* **WORK INSTRUCTIONS**: In full and without alteration, write out the records.

* **INFORMATION PROVIDED**:
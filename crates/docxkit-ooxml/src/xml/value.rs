//! Attribute value conversion and the generic single-value element
//!
//! Dozens of WordprocessingML elements carry nothing but one `w:val`
//! attribute (`<w:pStyle w:val="Heading1"/>`, `<w:sz w:val="24"/>`,
//! `<w:jc w:val="center"/>`, `<w:b/>`). They all share [`Val<T>`],
//! parameterised by the attribute's value type.

use std::borrow::Cow;

use crate::error::Result;
use crate::xml::reader::{StartTag, XmlReader};
use crate::xml::writer::{Attrs, XmlWriter};
use crate::xml::XmlElement;

/// A type that can be read from and written to an XML attribute value
pub trait XmlValue: Sized {
    /// Parse the raw (unescaped) attribute text
    fn parse_xml(raw: &str) -> Option<Self>;

    /// Attribute text, or `None` to omit the attribute entirely
    fn to_xml(&self) -> Option<Cow<'_, str>>;

    /// Value to use when the attribute is absent; `None` makes it required
    fn from_missing() -> Option<Self> {
        None
    }
}

impl XmlValue for String {
    fn parse_xml(raw: &str) -> Option<Self> {
        Some(raw.to_string())
    }

    fn to_xml(&self) -> Option<Cow<'_, str>> {
        Some(Cow::Borrowed(self.as_str()))
    }
}

macro_rules! numeric_xml_value {
    ($($ty:ty),+) => {
        $(
            impl XmlValue for $ty {
                fn parse_xml(raw: &str) -> Option<Self> {
                    raw.trim().parse().ok()
                }

                fn to_xml(&self) -> Option<Cow<'_, str>> {
                    Some(Cow::Owned(self.to_string()))
                }
            }
        )+
    };
}

numeric_xml_value!(u8, u16, u32, u64, i32, i64);

/// `ST_OnOff`: `true`/`false`, `1`/`0`, `on`/`off`
impl XmlValue for bool {
    fn parse_xml(raw: &str) -> Option<Self> {
        match raw.trim() {
            "1" | "true" | "on" => Some(true),
            "0" | "false" | "off" => Some(false),
            _ => None,
        }
    }

    fn to_xml(&self) -> Option<Cow<'_, str>> {
        Some(Cow::Borrowed(if *self { "true" } else { "false" }))
    }
}

/// Optional value: absence is valid and round-trips as absence
impl<T: XmlValue> XmlValue for Option<T> {
    fn parse_xml(raw: &str) -> Option<Self> {
        T::parse_xml(raw).map(Some)
    }

    fn to_xml(&self) -> Option<Cow<'_, str>> {
        self.as_ref().and_then(|v| v.to_xml())
    }

    fn from_missing() -> Option<Self> {
        Some(None)
    }
}

/// Generic element carrying a single `w:val` attribute
#[derive(Debug, Clone, PartialEq, Eq, Default)]
pub struct Val<T> {
    pub val: T,
}

impl<T> Val<T> {
    pub fn new(val: T) -> Self {
        Self { val }
    }
}

impl<T: XmlValue> XmlElement for Val<T> {
    fn decode(reader: &mut XmlReader<'_>, start: &StartTag) -> Result<Self> {
        let val = reader.required_attr(start, "val")?;
        reader.skip(start)?;
        Ok(Self { val })
    }

    fn encode(&self, writer: &mut XmlWriter, name: &str) -> Result<()> {
        writer.empty(name, Attrs::new().with("w:val", &self.val))
    }
}

/// On/off toggle such as `<w:b/>` or `<w:b w:val="false"/>`
///
/// A missing `w:val` means "on" and is preserved as missing.
pub type OnOff = Val<Option<bool>>;

impl Val<Option<bool>> {
    /// Toggle written as a bare element (`<w:b/>`)
    pub fn on() -> Self {
        Self { val: None }
    }

    /// Toggle explicitly switched off (`<w:b w:val="false"/>`)
    pub fn off() -> Self {
        Self { val: Some(false) }
    }

    /// Effective state of the toggle
    pub fn is_on(&self) -> bool {
        self.val.unwrap_or(true)
    }
}

/// Declare a closed `ST_*` enumeration with its XML spellings
///
/// Extra spellings after `|` are accepted on input (e.g. strict-schema
/// synonyms) and normalised to the first spelling on output.
macro_rules! xml_enum {
    (
        $(#[$meta:meta])*
        pub enum $name:ident {
            $(
                $(#[$vmeta:meta])*
                $variant:ident => $xml:literal $(| $alias:literal)*
            ),+ $(,)?
        }
    ) => {
        $(#[$meta])*
        #[derive(Debug, Clone, Copy, PartialEq, Eq, Hash)]
        pub enum $name {
            $(
                $(#[$vmeta])*
                $variant,
            )+
        }

        impl $name {
            /// XML spelling of this value
            pub fn as_str(&self) -> &'static str {
                match self {
                    $($name::$variant => $xml,)+
                }
            }
        }

        impl $crate::xml::value::XmlValue for $name {
            fn parse_xml(raw: &str) -> Option<Self> {
                match raw {
                    $($xml $(| $alias)* => Some($name::$variant),)+
                    _ => None,
                }
            }

            fn to_xml(&self) -> Option<std::borrow::Cow<'_, str>> {
                Some(std::borrow::Cow::Borrowed(self.as_str()))
            }
        }

        impl std::fmt::Display for $name {
            fn fmt(&self, f: &mut std::fmt::Formatter<'_>) -> std::fmt::Result {
                f.write_str(self.as_str())
            }
        }
    };
}

pub(crate) use xml_enum;

#[cfg(test)]
mod tests {
    use super::*;

    xml_enum! {
        pub enum Fruit {
            Apple => "apple" | "pomme",
            Pear => "pear",
        }
    }

    #[test]
    fn test_bool_spellings() {
        for raw in ["1", "true", "on"] {
            assert_eq!(bool::parse_xml(raw), Some(true));
        }
        for raw in ["0", "false", "off"] {
            assert_eq!(bool::parse_xml(raw), Some(false));
        }
        assert_eq!(bool::parse_xml("yes"), None);
    }

    #[test]
    fn test_option_is_not_required() {
        assert_eq!(<Option<u32>>::from_missing(), Some(None));
        assert_eq!(<u32>::from_missing(), None);
        assert!(None::<u32>.to_xml().is_none());
    }

    #[test]
    fn test_enum_aliases_normalise() {
        assert_eq!(Fruit::parse_xml("pomme"), Some(Fruit::Apple));
        assert_eq!(Fruit::Apple.to_xml().unwrap(), "apple");
        assert_eq!(Fruit::parse_xml("plum"), None);
        assert_eq!(Fruit::Pear.to_string(), "pear");
    }

    #[test]
    fn test_on_off_state() {
        assert!(OnOff::on().is_on());
        assert!(!OnOff::off().is_on());
        assert!(OnOff::new(Some(true)).is_on());
    }
}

* **EXERCISE SOLUTION**:
filename crates/docxkit-ooxml/src/xml/value.rs
//! Attribute value conversion and the generic single-value element
//!
//! Dozens of WordprocessingML elements carry nothing but one `w:val`
//! attribute (`<w:pStyle w:val="Heading1"/>`, `<w:sz w:val="24"/>`,
//! `<w:jc w:val="center"/>`, `<w:b/>`). They all share [`Val<T>`],
//! parameterised by the attribute's value type.

use std::borrow::Cow;

use crate::error::Result;
use crate::xml::reader::{StartTag, XmlReader};
use crate::xml::writer::{Attrs, XmlWriter};
use crate::xml::XmlElement;

/// A type that can be read from and written to an XML attribute value
pub trait XmlValue: Sized {
    /// Parse the raw (unescaped) attribute text
    fn parse_xml(raw: &str) -> Option<Self>;

    /// Attribute text, or `None` to omit the attribute entirely
    fn to_xml(&self) -> Option<Cow<'_, str>>;

    /// Value to use when the attribute is absent; `None` makes it required
    fn from_missing() -> Option<Self> {
        None
    }
}

impl XmlValue for String {
    fn parse_xml(raw: &str) -> Option<Self> {
        Some(raw.to_string())
    }

    fn to_xml(&self) -> Option<Cow<'_, str>> {
        Some(Cow::Borrowed(self.as_str()))
    }
}

macro_rules! numeric_xml_value {
    ($($ty:ty),+) => {
        $(
            impl XmlValue for $ty {
                fn parse_xml(raw: &str) -> Option<Self> {
                    raw.trim().parse().ok()
                }

                fn to_xml(&self) -> Option<Cow<'_, str>> {
                    Some(Cow::Owned(self.to_string()))
                }
            }
        )+
    };
}

numeric_xml_value!(u8, u16, u32, u64, i32, i64);

/// `ST_OnOff`: `true`/`false`, `1`/`0`, `on`/`off`
impl XmlValue for bool {
    fn parse_xml(raw: &str) -> Option<Self> {
        match raw.trim() {
            "1" | "true" | "on" => Some(true),
            "0" | "false" | "off" => Some(false),
            _ => None,
        }
    }

    fn to_xml(&self) -> Option<Cow<'_, str>> {
        Some(Cow::Borrowed(if *self { "true" } else { "false" }))
    }
}

/// Optional value: absence is valid and round-trips as absence
impl<T: XmlValue> XmlValue for Option<T> {
    fn parse_xml(raw: &str) -> Option<Self> {
        T::parse_xml(raw).map(Some)
    }

    fn to_xml(&self) -> Option<Cow<'_, str>> {
        self.as_ref().and_then(|v| v.to_xml())
    }

    fn from_missing() -> Option<Self> {
        Some(None)
    }
}

/// Generic element carrying a single `w:val` attribute
#[derive(Debug, Clone, PartialEq, Eq, Default)]
pub struct Val<T> {
    pub val: T,
}

impl<T> Val<T> {
    pub fn new(val: T) -> Self {
        Self { val }
    }
}

impl<T: XmlValue> XmlElement for Val<T> {
    fn decode(reader: &mut XmlReader<'_>, start: &StartTag) -> Result<Self> {
        let val = reader.required_attr(start, "val")?;
        reader.skip(start)?;
        Ok(Self { val })
    }

    fn encode(&self, writer: &mut XmlWriter, name: &str) -> Result<()> {
        writer.empty(name, Attrs::new().with("w:val", &self.val))
    }
}

/// On/off toggle such as `<w:b/>` or `<w:b w:val="false"/>`
///
/// A missing `w:val` means "on" and is preserved as missing.
pub type OnOff = Val<Option<bool>>;

impl Val<Option<bool>> {
    /// Toggle written as a bare element (`<w:b/>`)
    pub fn on() -> Self {
        Self { val: None }
    }

    /// Toggle explicitly switched off (`<w:b w:val="false"/>`)
    pub fn off() -> Self {
        Self { val: Some(false) }
    }

    /// Effective state of the toggle
    pub fn is_on(&self) -> bool {
        self.val.unwrap_or(true)
    }
}

/// Declare a closed `ST_*` enumeration with its XML spellings
///
/// Extra spellings after `|` are accepted on input (e.g. strict-schema
/// synonyms) and normalised to the first spelling on output.
macro_rules! xml_enum {
    (
        $(#[$meta:meta])*
        pub enum $name:ident {
            $(
                $(#[$vmeta:meta])*
                $variant:ident => $xml:literal $(| $alias:literal)*
            ),+ $(,)?
        }
    ) => {
        $(#[$meta])*
        #[derive(Debug, Clone, Copy, PartialEq, Eq, Hash)]
        pub enum $name {
            $(
                $(#[$vmeta])*
                $variant,
            )+
        }

        impl $name {
            /// XML spelling of this value
            pub fn as_str(&self) -> &'static str {
                match self {
                    $($name::$variant => $xml,)+
                }
            }
        }

        impl $crate::xml::value::XmlValue for $name {
            fn parse_xml(raw: &str) -> Option<Self> {
                match raw {
                    $($xml $(| $alias)* => Some($name::$variant),)+
                    _ => None,
                }
            }

            fn to_xml(&self) -> Option<std::borrow::Cow<'_, str>> {
                Some(std::borrow::Cow::Borrowed(self.as_str()))
            }
        }

        impl std::fmt::Display for $name {
            fn fmt(&self, f: &mut std::fmt::Formatter<'_>) -> std::fmt::Result {
                f.write_str(self.as_str())
            }
        }
    };
}

pub(crate) use xml_enum;

#[cfg(test)]
mod tests {
    use super::*;

    xml_enum! {
        pub enum Fruit {
            Apple => "apple" | "pomme",
            Pear => "pear",
        }
    }

    #[test]
    fn test_bool_spellings() {
        for raw in ["1", "true", "on"] {
            assert_eq!(bool::parse_xml(raw), Some(true));
        }
        for raw in ["0", "false", "off"] {
            assert_eq!(bool::parse_xml(raw), Some(false));
        }
        assert_eq!(bool::parse_xml("yes"), None);
    }

    #[test]
    fn test_option_is_not_required() {
        assert_eq!(<Option<u32>>::from_missing(), Some(None));
        assert_eq!(<u32>::from_missing(), None);
        assert!(None::<u32>.to_xml().is_none());
    }

    #[test]
    fn test_enum_aliases_normalise() {
        assert_eq!(Fruit::parse_xml("pomme"), Some(Fruit::Apple));
        assert_eq!(Fruit::Apple.to_xml().unwrap(), "apple");
        assert_eq!(Fruit::parse_xml("plum"), None);
        assert_eq!(Fruit::Pear.to_string(), "pear");
    }

    #[test]
    fn test_on_off_state() {
        assert!(OnOff::on().is_on());
        assert!(!OnOff::off().is_on());
        assert!(OnOff::new(Some(true)).is_on());
    }
}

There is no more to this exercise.